Where I've Been Since April 8 (Part 1)

Pictured here: our neighbors' darling baby boy, Julian, who occupies a little of my time nearly every day. Because babies are church.

BabyJ

The short answer is that I've been working really, really hard for the "Grow a Farmer" Campaign, on an almost daily basis. The good news there is that we (the board of directors for the Friends of the UCSC Farm & Garden, and the staff and everyone affiliated with CASFS) have very nearly reached our first goal of $250K. The next goal will be to replace the funds that we took from our resources, which is not like robbing Peter to pay Paul—those funds were for general use, such as scholarships and other needs for apprentices. 

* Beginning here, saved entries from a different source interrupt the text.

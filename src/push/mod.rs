//! Referrer-based server push.
//!
//! # Data Flow
//! ```text
//! Request (on a push-capable connection)
//!     → layer.rs (PushService::call)
//!     → interceptor.rs (gate, classify, learn or look up)
//!     → registry.rs (associations per main resource)
//!     → dispatcher.rs (synthetic GET through the same pipeline, body into push stream)
//!     → inner service handles the original request unchanged
//! ```
//!
//! # Design Decisions
//! - Learning is driven by the `Referer` of asset requests; nothing is configured by hand
//! - Push capability is a request extension set by the transport (see `net::http2`)
//! - Every failure degrades to "no push happened"

pub mod classifier;
pub mod dispatcher;
pub mod gate;
pub mod interceptor;
pub mod layer;
pub mod registry;
pub mod transport;

#[cfg(test)]
pub(crate) mod test_support;

pub use classifier::{classify, content_type, ResourceKind};
pub use dispatcher::{InternalRequest, PushDispatcher, PushResponse, SyntheticRequest};
pub use interceptor::{PushPlan, ReferrerPush};
pub use layer::{PushLayer, PushService};
pub use registry::{AssociationRegistry, MainResourceRecord, Rejection};
pub use transport::{PushError, PushHandle, PushStream, PushTransport};
//! In-memory push transport for unit tests.

use std::sync::{Arc, Mutex};

use async_trait::async_trait;
use axum::http::{header, HeaderMap};
use bytes::Bytes;

use crate::push::transport::{PushError, PushHandle, PushStream, PushTransport};

#[derive(Debug, Clone, Default)]
pub(crate) struct Pushed {
    pub path: String,
    pub content_type: String,
    pub body: Vec<u8>,
    pub ended: bool,
    pub aborted: bool,
}

#[derive(Clone, Default)]
pub(crate) struct RecordingTransport {
    pushes: Arc<Mutex<Vec<Pushed>>>,
    refuse: bool,
}

impl RecordingTransport {
    pub fn new() -> Self {
        Self::default()
    }

    pub fn refusing() -> Self {
        Self {
            refuse: true,
            ..Self::default()
        }
    }

    pub fn handle(&self) -> PushHandle {
        PushHandle::new(self.clone())
    }

    pub fn pushes(&self) -> Vec<Pushed> {
        self.pushes.lock().unwrap().clone()
    }

    pub fn paths(&self) -> Vec<String> {
        self.pushes().into_iter().map(|p| p.path).collect()
    }
}

impl PushTransport for RecordingTransport {
    fn open_push_stream(
        &self,
        path: &str,
        headers: HeaderMap,
    ) -> Result<Box<dyn PushStream>, PushError> {
        if self.refuse {
            return Err(PushError::Refused("push disabled by peer".into()));
        }
        let content_type = headers
            .get(header::CONTENT_TYPE)
            .and_then(|v| v.to_str().ok())
            .unwrap_or_default()
            .to_string();

        let mut pushes = self.pushes.lock().unwrap();
        pushes.push(Pushed {
            path: path.to_string(),
            content_type,
            ..Pushed::default()
        });
        Ok(Box::new(RecordingStream {
            pushes: Arc::clone(&self.pushes),
            index: pushes.len() - 1,
        }))
    }
}

struct RecordingStream {
    pushes: Arc<Mutex<Vec<Pushed>>>,
    index: usize,
}

#[async_trait]
impl PushStream for RecordingStream {
    async fn write(&mut self, data: Bytes) -> Result<(), PushError> {
        self.pushes.lock().unwrap()[self.index]
            .body
            .extend_from_slice(&data);
        Ok(())
    }

    async fn end(&mut self, data: Option<Bytes>) -> Result<(), PushError> {
        let mut pushes = self.pushes.lock().unwrap();
        let pushed = &mut pushes[self.index];
        if let Some(data) = data {
            pushed.body.extend_from_slice(&data);
        }
        pushed.ended = true;
        Ok(())
    }

    fn abort(&mut self) {
        self.pushes.lock().unwrap()[self.index].aborted = true;
    }
}
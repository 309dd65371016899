//! Push dispatch through the ordinary handler pipeline.
//!
//! # Data Flow
//! ```text
//! push(handle, "/style.css")
//!     → SyntheticRequest (GET, no headers, loopback origin, InternalRequest)
//!     → PushHandle::open_push_stream (promise goes out before the page response)
//!     → spawned task: pipeline.oneshot(request)
//!     → PushResponse::forward (body chunks written into the push stream)
//! ```
//!
//! # Design Decisions
//! - Fire-and-forget: the page response never waits on a push
//! - Failures abort the promised stream, get logged, and are not retried
//! - An unfinished `PushResponse` aborts its stream when dropped

use std::net::{IpAddr, Ipv4Addr, SocketAddr};

use axum::body::{Body, HttpBody};
use axum::extract::ConnectInfo;
use axum::http::{header, HeaderMap, HeaderValue, Request, Response, Uri};
use axum::BoxError;
use bytes::Bytes;
use futures_util::StreamExt;
use tokio::task::JoinHandle;
use tower::{Service, ServiceExt};

use crate::observability::metrics;
use crate::push::classifier::{content_type, FALLBACK_CONTENT_TYPE};
use crate::push::transport::{PushError, PushHandle, PushStream};

/// Extension carried by every request the dispatcher generates.
#[derive(Debug, Clone, Copy, PartialEq, Eq)]
pub struct InternalRequest;

/// Peer address reported for synthetic requests.
pub const LOOPBACK_ORIGIN: SocketAddr = SocketAddr::new(IpAddr::V4(Ipv4Addr::LOCALHOST), 0);

/// Request descriptor for a pushed resource.
#[derive(Debug, Clone)]
pub struct SyntheticRequest {
    target: Uri,
}

impl SyntheticRequest {
    /// A GET for an origin-form target such as `/style.css`.
    pub fn get(target: &str) -> Result<Self, PushError> {
        let uri: Uri = target
            .parse()
            .map_err(|_| PushError::InvalidTarget(target.to_string()))?;
        if uri.scheme().is_some() || uri.authority().is_some() || !target.starts_with('/') {
            return Err(PushError::InvalidTarget(target.to_string()));
        }
        Ok(Self { target: uri })
    }

    pub fn target(&self) -> &Uri {
        &self.target
    }

    /// Build the request handed to the pipeline.
    pub fn into_request(self) -> Request<Body> {
        let mut request = Request::new(Body::empty());
        *request.uri_mut() = self.target;
        request.extensions_mut().insert(InternalRequest);
        request.extensions_mut().insert(ConnectInfo(LOOPBACK_ORIGIN));
        request
    }
}

/// Response sink whose writes land in a push stream instead of the connection.
pub struct PushResponse {
    target: String,
    stream: Box<dyn PushStream>,
    finished: bool,
}

impl PushResponse {
    pub fn new(target: impl Into<String>, stream: Box<dyn PushStream>) -> Self {
        Self {
            target: target.into(),
            stream,
            finished: false,
        }
    }

    pub fn target(&self) -> &str {
        &self.target
    }

    pub async fn write(&mut self, data: Bytes) -> Result<(), PushError> {
        self.stream.write(data).await
    }

    pub async fn end(&mut self, data: Option<Bytes>) -> Result<(), PushError> {
        self.finished = true;
        self.stream.end(data).await
    }

    pub fn abort(&mut self) {
        if !self.finished {
            self.finished = true;
            self.stream.abort();
        }
    }

    /// Drain a pipeline response into the push stream. Returns bytes written.
    pub async fn forward<B>(mut self, response: Response<B>) -> Result<u64, PushError>
    where
        B: HttpBody<Data = Bytes> + Send + 'static,
        B::Error: Into<BoxError>,
    {
        let status = response.status();
        if !status.is_success() {
            self.abort();
            return Err(PushError::Status(status));
        }

        let mut body = Body::new(response.into_body()).into_data_stream();
        let mut written = 0u64;
        while let Some(chunk) = body.next().await {
            let chunk = match chunk {
                Ok(chunk) => chunk,
                Err(e) => {
                    self.abort();
                    return Err(PushError::Body(e.to_string()));
                }
            };
            written += chunk.len() as u64;
            if let Err(e) = self.write(chunk).await {
                self.abort();
                return Err(e);
            }
        }

        self.end(None).await?;
        Ok(written)
    }
}

impl Drop for PushResponse {
    fn drop(&mut self) {
        self.abort();
    }
}

/// Re-enters the handler pipeline to produce pushed bodies.
#[derive(Clone)]
pub struct PushDispatcher<S> {
    pipeline: S,
}

impl<S> PushDispatcher<S> {
    pub fn new(pipeline: S) -> Self {
        Self { pipeline }
    }
}

impl<S, B> PushDispatcher<S>
where
    S: Service<Request<Body>, Response = Response<B>> + Clone + Send + 'static,
    S::Error: Into<BoxError>,
    S::Future: Send + 'static,
    B: HttpBody<Data = Bytes> + Send + 'static,
    B::Error: Into<BoxError>,
{
    /// Promise `target` on `handle` and generate its body in the background.
    ///
    /// Only opening the stream can fail synchronously; everything after that
    /// is logged by the spawned task and never reaches the caller.
    pub fn push(&self, handle: &PushHandle, target: &str) -> Result<JoinHandle<()>, PushError> {
        let request = SyntheticRequest::get(target)?;

        let content_type = content_type(target).unwrap_or(FALLBACK_CONTENT_TYPE);
        let mut headers = HeaderMap::new();
        headers.insert(header::CONTENT_TYPE, HeaderValue::from_static(content_type));

        let stream = match handle.open_push_stream(target, headers) {
            Ok(stream) => stream,
            Err(e) => {
                metrics::record_push_stream("refused");
                return Err(e);
            }
        };
        metrics::record_push_stream("opened");
        tracing::debug!(resource = %target, content_type, "Server push");

        let response = PushResponse::new(target, stream);
        let pipeline = self.pipeline.clone();

        Ok(tokio::spawn(async move {
            let target = response.target().to_string();
            // Converted before the next await; the pipeline error need not be Send.
            let reply = pipeline
                .oneshot(request.into_request())
                .await
                .map_err(|e| PushError::Pipeline(e.into().to_string()));
            let result = match reply {
                Ok(reply) => response.forward(reply).await,
                Err(e) => Err(e),
            };

            match result {
                Ok(bytes) => {
                    tracing::debug!(resource = %target, bytes, "Push completed");
                    metrics::record_push_completed("ok");
                }
                Err(e) => {
                    tracing::warn!(resource = %target, error = %e, "Error when pushing resource");
                    metrics::record_push_completed("failed");
                }
            }
        }))
    }
}
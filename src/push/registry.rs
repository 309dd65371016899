//! Learned associations between pages and their secondary resources.
//!
//! # Responsibilities
//! - Map a main-resource key to the ordered list of resources it pulls in
//! - Enforce the same-host rule, the per-record capacity and the learning window
//!
//! # Design Decisions
//! - One registry per push layer, injected rather than process-global
//! - `DashMap` entry API makes lookup-or-insert atomic per key
//! - Each record has its own mutex covering the whole check-then-append
//!   sequence and snapshots, so concurrent requests never interleave inside it
//! - Records are never evicted; only the per-record list is bounded

use std::sync::{Arc, Mutex, MutexGuard};
use std::time::Duration;

use dashmap::DashMap;
use axum::http::Uri;
use tokio::time::Instant;

use crate::config::PushConfig;
use crate::observability::metrics;

/// Why an association attempt was refused.
#[derive(Debug, Clone, Copy, PartialEq, Eq, thiserror::Error)]
pub enum Rejection {
    #[error("referer host does not match request host")]
    CrossOrigin,

    #[error("max associated resources ({0}) reached")]
    CapacityReached(usize),

    #[error("delay {delay_ms}ms longer than association window ({window_ms}ms)")]
    WindowElapsed { delay_ms: u128, window_ms: u128 },
}

impl Rejection {
    /// Short label used for metrics.
    pub fn label(&self) -> &'static str {
        match self {
            Rejection::CrossOrigin => "cross_origin",
            Rejection::CapacityReached(_) => "capacity",
            Rejection::WindowElapsed { .. } => "window",
        }
    }
}

#[derive(Debug, Default)]
struct RecordState {
    /// Set by the first association attempt, successful or not.
    first_observed_at: Option<Instant>,
    /// Push order.
    resources: Vec<String>,
}

/// Everything learned about one main resource.
#[derive(Debug)]
pub struct MainResourceRecord {
    key: String,
    state: Mutex<RecordState>,
}

impl MainResourceRecord {
    fn new(key: impl Into<String>) -> Self {
        Self {
            key: key.into(),
            state: Mutex::new(RecordState::default()),
        }
    }

    /// The main-resource key (path plus query) this record belongs to.
    pub fn key(&self) -> &str {
        &self.key
    }

    /// Copy of the associated resources in insertion order.
    pub fn snapshot(&self) -> Vec<String> {
        self.lock().resources.clone()
    }

    pub fn contains(&self, url: &str) -> bool {
        self.lock().resources.iter().any(|r| r == url)
    }

    pub fn len(&self) -> usize {
        self.lock().resources.len()
    }

    pub fn is_empty(&self) -> bool {
        self.len() == 0
    }

    /// When the learning window for this record opened, if it has.
    pub fn first_observed_at(&self) -> Option<Instant> {
        self.lock().first_observed_at
    }

    fn lock(&self) -> MutexGuard<'_, RecordState> {
        self.state.lock().expect("main resource record mutex poisoned")
    }
}

/// Store of main-resource records.
#[derive(Debug)]
pub struct AssociationRegistry {
    records: DashMap<String, Arc<MainResourceRecord>>,
    max_associated_resources: usize,
    association_window: Duration,
}

impl AssociationRegistry {
    /// Create an empty registry with the configured limits.
    pub fn new(config: &PushConfig) -> Self {
        Self::with_limits(
            config.max_associated_resources,
            Duration::from_millis(config.association_window_ms),
        )
    }

    pub fn with_limits(max_associated_resources: usize, association_window: Duration) -> Self {
        Self {
            records: DashMap::new(),
            max_associated_resources,
            association_window,
        }
    }

    pub fn max_associated_resources(&self) -> usize {
        self.max_associated_resources
    }

    pub fn association_window(&self) -> Duration {
        self.association_window
    }

    /// Number of main resources tracked.
    pub fn len(&self) -> usize {
        self.records.len()
    }

    pub fn is_empty(&self) -> bool {
        self.records.is_empty()
    }

    /// Look up the record for `key`, creating an empty one if needed.
    ///
    /// Concurrent callers with the same key always receive the same record.
    pub fn get_or_create(&self, key: &str) -> Arc<MainResourceRecord> {
        if let Some(existing) = self.records.get(key) {
            return Arc::clone(existing.value());
        }

        let record = {
            let entry = self
                .records
                .entry(key.to_owned())
                .or_insert_with(|| Arc::new(MainResourceRecord::new(key)));
            Arc::clone(entry.value())
        };
        // Shard guard must be released before len() takes every shard lock.
        metrics::record_registry_size(self.records.len());
        record
    }

    /// Try to learn `secondary_url` as a resource of `record`.
    ///
    /// Checks run in a fixed order: the window is anchored first (even if the
    /// attempt is then refused), then host, capacity and elapsed time.
    pub fn try_associate(
        &self,
        record: &MainResourceRecord,
        secondary_url: &str,
        request_host: Option<&str>,
        referer: &str,
    ) -> Result<(), Rejection> {
        let mut state = record.lock();

        let now = Instant::now();
        let first_observed_at = *state.first_observed_at.get_or_insert(now);
        let delay = now.saturating_duration_since(first_observed_at);

        let result = if request_host.is_none() || authority_of(referer).as_deref() != request_host {
            Err(Rejection::CrossOrigin)
        } else if state.resources.len() >= self.max_associated_resources {
            Err(Rejection::CapacityReached(self.max_associated_resources))
        } else if delay > self.association_window {
            Err(Rejection::WindowElapsed {
                delay_ms: delay.as_millis(),
                window_ms: self.association_window.as_millis(),
            })
        } else {
            state.resources.push(secondary_url.to_owned());
            Ok(())
        };

        match &result {
            Ok(()) => {
                tracing::debug!(
                    main = %record.key,
                    resource = %secondary_url,
                    delay_ms = delay.as_millis() as u64,
                    associated = state.resources.len(),
                    "Association learned"
                );
                metrics::record_association("added");
            }
            Err(rejection) => {
                tracing::debug!(
                    main = %record.key,
                    resource = %secondary_url,
                    host = ?request_host,
                    referer = %referer,
                    reason = %rejection,
                    "Skipped association"
                );
                metrics::record_association(rejection.label());
            }
        }

        result
    }
}

/// Authority of an absolute URL as written, minus any userinfo.
///
/// Default ports are kept when spelled out, so `http://example.com:80/`
/// only matches a `Host` of `example.com:80`.
pub fn authority_of(url: &str) -> Option<String> {
    let uri: Uri = url.parse().ok()?;
    let authority = uri.authority()?.as_str();
    let host_port = authority.rsplit('@').next().unwrap_or(authority);
    Some(host_port.to_string()).filter(|a| !a.is_empty())
}
//! Configuration schema definitions.
//!
//! This module defines the complete configuration structure for the server.
//! All types derive Serde traits for deserialization from config files.

use serde::{Deserialize, Serialize};

/// Root configuration for the push server.
#[derive(Debug, Clone, Deserialize, Serialize, Default)]
#[serde(default)]
pub struct ServerConfig {
    /// Listener configuration (bind address, connection limit).
    pub listener: ListenerConfig,

    /// Association learning and push dispatch settings.
    pub push: PushConfig,

    /// Directory served to clients.
    pub static_files: StaticFilesConfig,

    /// Timeout configuration.
    pub timeouts: TimeoutConfig,

    /// Observability settings.
    pub observability: ObservabilityConfig,
}

/// Listener configuration.
#[derive(Debug, Clone, Deserialize, Serialize)]
#[serde(default)]
pub struct ListenerConfig {
    /// Bind address (e.g., "0.0.0.0:8080").
    pub bind_address: String,

    /// Maximum concurrent connections (backpressure).
    pub max_connections: usize,
}

impl Default for ListenerConfig {
    fn default() -> Self {
        Self {
            bind_address: "0.0.0.0:8080".to_string(),
            max_connections: 10_000,
        }
    }
}

/// Referrer-based push configuration.
#[derive(Debug, Clone, Deserialize, Serialize)]
#[serde(default)]
pub struct PushConfig {
    /// Enable learning and pushing. When false every request passes straight through.
    pub enabled: bool,

    /// Upper bound on secondary resources learned per main resource.
    pub max_associated_resources: usize,

    /// Learning window in milliseconds, anchored at the first association attempt.
    pub association_window_ms: u64,
}

impl Default for PushConfig {
    fn default() -> Self {
        Self {
            enabled: true,
            max_associated_resources: 32,
            association_window_ms: 5000,
        }
    }
}

/// Static file serving configuration.
#[derive(Debug, Clone, Deserialize, Serialize)]
#[serde(default)]
pub struct StaticFilesConfig {
    /// Root directory for served files.
    pub root: String,
}

impl Default for StaticFilesConfig {
    fn default() -> Self {
        Self {
            root: "public".to_string(),
        }
    }
}

/// Timeout configuration.
#[derive(Debug, Clone, Deserialize, Serialize)]
#[serde(default)]
pub struct TimeoutConfig {
    /// Request timeout (total time for request/response) in seconds.
    pub request_secs: u64,
}

impl Default for TimeoutConfig {
    fn default() -> Self {
        Self { request_secs: 30 }
    }
}

/// Observability configuration.
#[derive(Debug, Clone, Deserialize, Serialize)]
#[serde(default)]
pub struct ObservabilityConfig {
    /// Log level (trace, debug, info, warn, error).
    pub log_level: String,

    /// Enable metrics endpoint.
    pub metrics_enabled: bool,

    /// Metrics endpoint bind address.
    pub metrics_address: String,
}

impl Default for ObservabilityConfig {
    fn default() -> Self {
        Self {
            log_level: "info".to_string(),
            metrics_enabled: false,
            metrics_address: "0.0.0.0:9090".to_string(),
        }
    }
}

#[cfg(test)]
mod tests {
    use super::*;

    #[test]
    fn push_defaults() {
        let config = PushConfig::default();
        assert!(config.enabled);
        assert_eq!(config.max_associated_resources, 32);
        assert_eq!(config.association_window_ms, 5000);
    }

    #[test]
    fn partial_file_keeps_defaults() {
        let config: ServerConfig = toml::from_str(
            r#"
            [push]
            association_window_ms = 250

            [static_files]
            root = "site"
            "#,
        )
        .unwrap();

        assert_eq!(config.push.association_window_ms, 250);
        assert_eq!(config.push.max_associated_resources, 32);
        assert_eq!(config.static_files.root, "site");
        assert_eq!(config.listener.bind_address, "0.0.0.0:8080");
    }
}
//! Observability subsystem.
//!
//! # Data Flow
//! ```text
//! push engine, server, listener produce:
//!     → logging.rs (structured log events)
//!     → metrics.rs (association and push counters)
//!
//! Consumers:
//!     → stdout (fmt subscriber)
//!     → Metrics endpoint (Prometheus scrape)
//! ```

pub mod logging;
pub mod metrics;
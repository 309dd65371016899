//! Configuration management subsystem.
//!
//! # Data Flow
//! ```text
//! config file (TOML)
//!     → loader.rs (parse & deserialize)
//!     → validation.rs (semantic checks)
//!     → ServerConfig (validated, immutable)
//!     → PushConfig handed to the push layer, the rest to the server
//! ```
//!
//! # Design Decisions
//! - Config is immutable once loaded
//! - All fields have defaults to allow minimal configs
//! - Validation separates syntactic (serde) from semantic checks

pub mod loader;
pub mod schema;
pub mod validation;

pub use loader::{load_config, ConfigError};
pub use schema::ListenerConfig;
pub use schema::ObservabilityConfig;
pub use schema::PushConfig;
pub use schema::ServerConfig;
pub use schema::StaticFilesConfig;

It feels FABULOUS to be in this position, especially given the severity of emotional turmoil surrounding our little grandson's broken leg. (He is fine, after nearly four months in casts, a metal boot, and being careful.) Coming up: swimming lessons for a boy!

I have had several great adventures, including turning fifty (April 30), something I had dreaded badly—turned out to be one of the best birthdays of my life. 

So here's installment #1 of "Where I've Been Since April 8."

April 13: a visit to Love Apple Farm, to meet up with the wonderful Harold McGee, who arrived seeking advice for his new garden in San Francisco. It's been three years since we had dined under redwoods on foraged food and wild boar, and it was a great visit. Cynthia chose some tomatoes especially for his climate (and palate), and he in turn autographed our "McGee" books.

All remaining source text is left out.